Nonunion, Elbow Stiffness, and Functional Outcomes
Modern studies of dual plate fixation of distal humeral fractures have demonstrated excellent union rates ranging from 89% (sixteen of eighteen patients)36 to 100% (sixteen of sixteen patients)13 (Level-IV evidence). However, failing to adhere to the principles of rigid fixation with a strong plate on each column can dramatically increase nonunion rates (Fig. 10). When a nonunion does occur, it can be reliably treated with revision ORIF, bone-grafting, and selective elbow release86. On the basis of modern series in which patients were treated with rigid fixation and early range-of-motion exercises, a mean flexion-extension arc of 99° to 112° can be expected (Level-IV evidence)17,19. Several retrospective series have highlighted the importance of early range-of-motion exercises with respect to functional outcome and the final arc of flexion (Level-III evidence)36,42,87,88. A Grade-B recommendation can be made for initiating early range-of-motion exercises (within fourteen days) following operative fixation of a distal humeral fracture.
Radiographs of a sixty-year-old male physician with early fixation failure of a type-C2 fracture due to inadequate fixation. A and B: Radiographs made two weeks after the initial surgery showing fixation failure. The arrow shows a loose screw in the soft tissues. C and D: Three-month follow-up radiographs demonstrating revision ORIF with use of a parallel plate construct.
With respect to functional outcomes, authors of recent studies have reported 84% to 100% rates of good/excellent outcomes on the basis of the MEPS (Level-IV evidence)17,43. Mean DASH scores following operative treatment of distal humeral fractures in modern series have been reported to range from 18.5 to 46.1, indicating mild to moderate residual impairment (Level-IV evidence)13,53. In addition, objective strength testing has shown that patients typically regain 70% to 75% of their flexion and extension strength relative to the strength on the uninjured side (Level-IV evidence)31,53.

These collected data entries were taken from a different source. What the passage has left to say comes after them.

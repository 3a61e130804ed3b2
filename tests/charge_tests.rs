/*
MIT License with postqe Attribution

Copyright (c) 2025 Ameyanagi

Based on or developed using Distribution: postqe
Copyright (c) 2016-2017 Quantum ESPRESSO Foundation and SISSA (Scuola Internazionale Superiore di Studi Avanzati).
All rights reserved.
*/

mod common;

use approx::assert_relative_eq;
use common::{real, FlatChargeFile};
use ndarray::Array3;
use postqe::charge::{
    Charge, ChargeError, ChargeState, FieldPlotter, PlotGeometry, PlotRequest, Plottable, Potential,
    PotentialState, Readable, SpinChannel, Writable,
};
use postqe::grid::Mesh;
use postqe::io::write_field;
use postqe::potential::{
    GaussianIonPotential, PotentialKernels, PotentialKind, XcComponents, XcEvaluator,
};
use std::fs;
use std::sync::atomic::{AtomicUsize, Ordering};
use std::sync::Arc;
use tempfile::tempdir;

fn spin_file() -> FlatChargeFile {
    FlatChargeFile::new(2, vec![[0, 0, 0], [1, 0, 0], [0, 0, 1]])
        .gamma_only()
        .with_field(real(&[1.0, 0.2, 0.1]))
        .with_field(real(&[0.4, 0.05, -0.02]))
}

#[test]
fn test_spin_decomposition() {
    let dir = tempdir().unwrap();
    let path = spin_file().write_to(dir.path(), "charge-density.dat");

    let mut charge = Charge::new(Mesh::new(4, 3, 5).unwrap());
    charge.read(&path).unwrap();
    assert!(charge.is_spin_polarized());

    let total = charge.total().unwrap();
    let diff = charge.diff().unwrap().unwrap();
    let up = charge.up().unwrap();
    let down = charge.down().unwrap();
    for i in 0..total.len() {
        let (t, d, u, w) = (
            total.as_slice().unwrap()[i],
            diff.as_slice().unwrap()[i],
            up.as_slice().unwrap()[i],
            down.as_slice().unwrap()[i],
        );
        assert_relative_eq!(u + w, t, epsilon = 1e-12);
        assert_relative_eq!(u - w, d, epsilon = 1e-12);
    }
    // Every completed coefficient contributes fully at the origin
    assert_relative_eq!(total[[0, 0, 0]], 1.0 + 2.0 * 0.2 + 2.0 * 0.1, epsilon = 1e-12);
}

#[test]
fn test_text_layout() {
    let field = Array3::from_shape_fn((2, 2, 2), |(x, y, z)| (x + 10 * y + 100 * z) as f64);
    let mut out = Vec::new();
    write_field(&mut out, &field, "X\n").unwrap();
    let text = String::from_utf8(out).unwrap();

    let expected = "X\n\
        \x20 0.000000000E+00  1.000000000E+00  1.000000000E+01  1.100000000E+01  1.000000000E+02\n\
        \x20 1.010000000E+02  1.100000000E+02  1.110000000E+02\n";
    assert_eq!(text, expected);
}

#[test]
fn test_charge_write_produces_spin_files() {
    let dir = tempdir().unwrap();
    let input = spin_file().write_to(dir.path(), "charge-density.dat");
    let output = dir.path().join("rho.txt");

    let mut charge = Charge::new(Mesh::new(3, 1, 3).unwrap());
    charge.read(&input).unwrap();
    charge.write(&output).unwrap();

    let text = fs::read_to_string(&output).unwrap();
    assert!(text.starts_with("# Charge file\n# nr1= 3 nr2= 1 nr3= 3\n"));
    assert_eq!(text.lines().count(), 2 + 2);
    assert!(dir.path().join("rho.txt_up").exists());
    assert!(dir.path().join("rho.txt_down").exists());
}

#[test]
fn test_unpolarized_write_has_no_spin_files() {
    let dir = tempdir().unwrap();
    let output = dir.path().join("rho.txt");
    let mesh = Mesh::new(2, 2, 2).unwrap();
    let mut charge = Charge::from_arrays(mesh, Array3::from_elem((2, 2, 2), 0.5), None).unwrap();
    charge.write(&output).unwrap();

    assert!(output.exists());
    assert!(!dir.path().join("rho.txt_up").exists());
}

#[test]
fn test_uninitialized_charge_cannot_be_written() {
    let dir = tempdir().unwrap();
    let mut charge = Charge::new(Mesh::new(2, 2, 2).unwrap());
    assert!(matches!(charge.state(), ChargeState::Uninitialized));
    assert!(matches!(
        charge.write(&dir.path().join("rho.txt")),
        Err(ChargeError::NotLoaded(_))
    ));
    assert!(!dir.path().join("rho.txt").exists());
}

/// Records what it was asked to plot
#[derive(Default)]
struct Recorder {
    calls: AtomicUsize,
}

impl FieldPlotter for Recorder {
    type Output = (String, (usize, usize, usize), f64);

    fn plot(
        &self,
        field: &Array3<f64>,
        geometry: &PlotGeometry<'_>,
        _request: &PlotRequest,
        label: &str,
    ) -> postqe::charge::Result<Self::Output> {
        self.calls.fetch_add(1, Ordering::SeqCst);
        assert_eq!(geometry.g.dim(), field.dim());
        Ok((label.to_string(), field.dim(), field[[0, 0, 0]]))
    }
}

#[test]
fn test_plot_needs_context_and_valid_request() {
    let mesh = Mesh::new(2, 2, 2).unwrap();
    let total = Array3::from_elem((2, 2, 2), 1.0);
    let diff = Array3::from_elem((2, 2, 2), 0.5);
    let mut charge = Charge::from_arrays(mesh, total, Some(diff)).unwrap();
    let plotter = Recorder::default();

    assert!(matches!(
        charge.plot(&plotter, &PlotRequest::default()),
        Err(ChargeError::MissingContext(_))
    ));

    let mut charge = charge.with_context(Arc::new(common::cubic_context(5.0, 30.0)));
    let bad = PlotRequest {
        dim: 0,
        ..Default::default()
    };
    assert!(matches!(
        charge.plot(&plotter, &bad),
        Err(ChargeError::UnsupportedOption(_))
    ));
    assert_eq!(plotter.calls.load(Ordering::SeqCst), 0);

    let up = PlotRequest {
        spin: SpinChannel::Up,
        ..Default::default()
    };
    let (label, dims, first) = charge.plot(&plotter, &up).unwrap();
    assert_eq!(label, "charge");
    assert_eq!(dims, (2, 2, 2));
    assert_relative_eq!(first, 0.75);
    assert_eq!(plotter.calls.load(Ordering::SeqCst), 1);
}

/// LDA-like evaluator that counts how often a sweep starts
struct Counting {
    sweeps: Arc<AtomicUsize>,
}

impl XcEvaluator for Counting {
    fn validate(&self, _functional: &str) -> postqe::potential::Result<()> {
        self.sweeps.fetch_add(1, Ordering::SeqCst);
        Ok(())
    }

    fn evaluate(&self, rho: f64, _functional: &str) -> postqe::potential::Result<XcComponents> {
        Ok(XcComponents {
            vx: -rho,
            ..Default::default()
        })
    }
}

#[test]
fn test_potential_is_computed_once() {
    let dir = tempdir().unwrap();
    let sweeps = Arc::new(AtomicUsize::new(0));
    let kernels = Arc::new(PotentialKernels::new(
        Arc::new(GaussianIonPotential),
        Arc::new(Counting { sweeps: sweeps.clone() }),
    ));

    let mesh = Mesh::new(3, 3, 3).unwrap();
    let charge = Charge::from_arrays(mesh, Array3::from_elem((3, 3, 3), 0.2), None)
        .unwrap()
        .with_context(Arc::new(common::cubic_context(5.0, 30.0)));
    let mut potential = Potential::new(charge, PotentialKind::Xc, kernels);
    assert!(matches!(potential.state(), PotentialState::Pending));

    let first = potential.values().unwrap().clone();
    let second = potential.values().unwrap().clone();
    potential.write(&dir.path().join("v_xc.txt")).unwrap();

    assert_eq!(first, second);
    assert_relative_eq!(first[[1, 1, 1]], -0.4, epsilon = 1e-14);
    assert_eq!(sweeps.load(Ordering::SeqCst), 1);
    assert!(potential.is_computed());
}

#[test]
fn test_cached_potential_survives_a_new_charge() {
    let dir = tempdir().unwrap();
    let path = spin_file().write_to(dir.path(), "charge-density.dat");
    let context = Arc::new(common::cubic_context(5.0, 30.0));
    let mesh = Mesh::new(3, 1, 3).unwrap();
    let charge = Charge::from_arrays(mesh, Array3::from_elem((3, 1, 3), 0.2), None)
        .unwrap()
        .with_context(context);

    let mut potential = Potential::new(charge, PotentialKind::Hartree, Arc::new(PotentialKernels::default()));
    let before = potential.values().unwrap().clone();
    potential.read(&path).unwrap();
    assert!(potential.charge().is_spin_polarized());
    assert_eq!(potential.values().unwrap(), &before);
}

#[test]
fn test_potential_write_header() {
    let dir = tempdir().unwrap();
    let input = common::cosine_density(0.2, 0.05).write_to(dir.path(), "charge-density.dat");
    let output = dir.path().join("v_h.txt");
    let context = Arc::new(common::cubic_context(6.0, 40.0));

    let mut potential =
        postqe::get_potential(&input, Some(Mesh::new(4, 2, 2).unwrap()), context, PotentialKind::Hartree).unwrap();
    potential.write(&output).unwrap();

    let text = fs::read_to_string(&output).unwrap();
    assert!(text.starts_with("# Potential file v_h\n# nr1= 4 nr2= 2 nr3= 2\n"));
    let values: Vec<f64> = text
        .lines()
        .skip(2)
        .flat_map(|line| line.split_whitespace().map(|v| v.parse::<f64>().unwrap()).collect::<Vec<_>>())
        .collect();
    assert_eq!(values.len(), 16);
    // 2·(2/π)·alat²·a·cos(2πx/4): x = 0 is the maximum, x = 2 the minimum
    let peak = 2.0 / std::f64::consts::PI * 36.0 * 2.0 * 0.05;
    assert_relative_eq!(values[0], peak, epsilon = 1e-8);
    assert_relative_eq!(values[2], -peak, epsilon = 1e-8);
}

#[test]
fn test_potential_requires_context() {
    let mesh = Mesh::new(2, 2, 2).unwrap();
    let charge = Charge::from_arrays(mesh, Array3::from_elem((2, 2, 2), 0.1), None).unwrap();
    let mut potential = Potential::new(charge, PotentialKind::Total, Arc::new(PotentialKernels::default()));
    assert!(matches!(potential.values(), Err(ChargeError::MissingContext(_))));
    assert!(!potential.is_computed());
}

#[test]
fn test_get_charge_uses_minimal_mesh() {
    let dir = tempdir().unwrap();
    let path = spin_file().write_to(dir.path(), "charge-density.dat");
    let charge = postqe::get_charge(&path, None).unwrap();
    assert_eq!(charge.mesh().dims(), [3, 1, 3]);
    assert!(charge.is_loaded());
}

The literature on distal humeral fractures largely comprises Level-III or IV studies. In addition, the few comparative studies that have been reported have often been underpowered to detect clinically relevant differences between treatment groups. Therefore, decision-making regarding the management of distal humeral fractures must be based on a combination of the best available evidence, surgeon preference and comfort, and informed discussions with the patient. There is clearly a need for prospective, multicenter, large-scale trials to aid surgical decision-making in the future regarding the treatment of distal humeral fractures.